Grossbritannien - Londoner Hauspreise von allen Seiten unter Druck

Der Londoner Markt für Wohnimmobilien zeigt deutliche Schwächezeichen. Neben dem Brexit sind dafür noch andere Faktoren zuständig.
11.11.2017 19:10
Blick von der St. Paul's Cathedral auf Teile der City of London.
Blick von der St. Paul's Cathedral auf Teile der City of London.
Bild: Pixabay

Eine Umfrage der Royal Institution of Chartered Surveyors (RICS) zeigte, dass ein Preisbarometer auf dem niedrigsten Stand seit sieben Jahren und weit unter dem nationalen Durchschnitt liegt. Immobilienmakler sind in Bezug auf den Markt der britischen Hauptstadt pessimistischer als bei jeder anderen Region des Landes. Die Umfrageteilnehmer verwiesen auf eine machtvolle Mischung aus Sorgen, darunter Brexit-Unsicherheiten, die Zinserhöhung der Bank of England und der Haushalt der Regierung später in diesem Monat.
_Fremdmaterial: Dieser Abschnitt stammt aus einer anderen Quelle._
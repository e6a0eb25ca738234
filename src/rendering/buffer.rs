/// Flat 2-D buffer used for pipeline color and depth storage.
///
/// Row-major, resized (not reallocated) only when the target resolution
/// actually changes. Out-of-range access is a programmer error and panics in
/// debug via the slice index; rasterization clamps its bounding boxes so the
/// hot path never tests bounds per pixel.
#[derive(Clone, Debug)]
pub struct PixelBuffer<T: Copy> {
    width: usize,
    height: usize,
    data: Vec<T>,
}

impl<T: Copy> PixelBuffer<T> {
    pub fn new(width: usize, height: usize, fill: T) -> Self {
        PixelBuffer { width, height, data: vec![fill; width * height] }
    }

    pub fn width(&self) -> usize {
        self.width
    }

    pub fn height(&self) -> usize {
        self.height
    }

    pub fn resize(&mut self, width: usize, height: usize, fill: T) {
        if self.width != width || self.height != height {
            self.width = width;
            self.height = height;
            self.data.clear();
            self.data.resize(width * height, fill);
        }
    }

    pub fn fill(&mut self, value: T) {
        self.data.fill(value);
    }

    #[inline]
    pub fn get(&self, x: usize, y: usize) -> T {
        self.data[y * self.width + x]
    }

    #[inline]
    pub fn set(&mut self, x: usize, y: usize, value: T) {
        self.data[y * self.width + x] = value;
    }

    pub fn as_slice(&self) -> &[T] {
        &self.data
    }
}

#[cfg(test)]
mod tests {
    use super::*;

    #[test]
    fn resize_refills_contents() {
        let mut buf = PixelBuffer::new(4, 4, 1.0f32);
        buf.set(2, 2, 0.25);
        buf.resize(8, 2, 1.0);
        assert_eq!(buf.width(), 8);
        assert_eq!(buf.height(), 2);
        assert!(buf.as_slice().iter().all(|&v| v == 1.0));
    }

    #[test]
    fn resize_to_same_dimensions_keeps_contents() {
        let mut buf = PixelBuffer::new(4, 4, 0u8);
        buf.set(1, 3, 7);
        buf.resize(4, 4, 0);
        assert_eq!(buf.get(1, 3), 7);
    }
}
Es gibt auch Anzeichen dafür, dass sich die Schwäche der Hauptstadt ausbreitet - die meisten Regionen des Vereinigten Königreichs verzeichneten im Oktober einen Rückgang bei den Verkäufen. Zudem ist ein nationales Preisbarometer auf nahezu null gesunken, was auf stagnierende Preise hindeutet.

Nachfolgend einige Kommentare der von RICS befragten Makler zu London:

Kollaps des Käuferinteresses

"Bei uns registrieren sich normalerweise Käufer, die vor Weihnachten umziehen möchten", sagte Alan Fuller von Allan Fuller Estate Agents in Putney. "Bisher haben wir 80 Prozent weniger registriert als normal im Oktober. Verkäufer sind empfänglicher für Preisnachlässe, und einige stimmen einer Reduzierung um 10 Prozent zu, die dann auf Interesse stösst."

Absturz in Ost-London?

"Der Markt für Verkäufe hat sich dramatisch verändert und ist auf der ganzen Linie technisch zusammengebrochen", sagte Josh Homans. "In E2 liegt der Unterschied zwischen Angebots- und Verkaufspreis bei erstaunlichen 20 Prozent."

Begrenzte Transaktionen

"Im Oktober sahen wir, dass Käufer stärker vorbereitet sind, Angebote zu machen - viele auf einem Niveau, dass Anbieter (die nicht unter Druck stehen) nicht bereit zu akzeptieren sind, was Wert der Transaktionen begrenzt", sagte Robert Green von John D Wood in Chelsea.

Brexit-Unsicherheit

"Der Markt passt sich langsam an die höhere Stempelsteuer an", sagte Christopher Ames von Ames Belgravia, "hat aber immer noch nicht die Brexit-Unsicherheit bewältigt."

10 Prozent runter

"Der Markt bleibt aktiv bei bis zu 1,5 Millionen Pfund, während bei Angeboten über 2 Millionen Pfund die Nachfrage rund 10 Prozent unter dem Angebotspreis liegt", sagte JJ King bei Andrew Scott Robertson im Stadtteil Merton. "Die Niveaus schwächen sich ab, obwohl die Bewertungen nach oben gehen."

Luxushäuser

"Der Londoner Prime-Markt zeigt Anzeichen, wieder an Schwung zu gewinnen", sagte James Crawford von Knight Frank. Simon Aldous von Savills stimmte nicht zu und sagte, dass sich die Preise in den besten Bezirken weiter abschwächen, mit den grössten Rückgängen am obersten Ende des Marktes.

Verhaltene Nachfrage

"Die Brexit-Unsicherheit und die Stempelsteuer dämpfen weiterhin die Marktaktivität", sagte James Gubbins von Dauntons in Pimlico.

Terry Osborne von Tuckerman Residential in der SW1-Postleitzahl war mit der Zusammenfassung des Marktes in einem Wort noch prägnanter: "Brexit".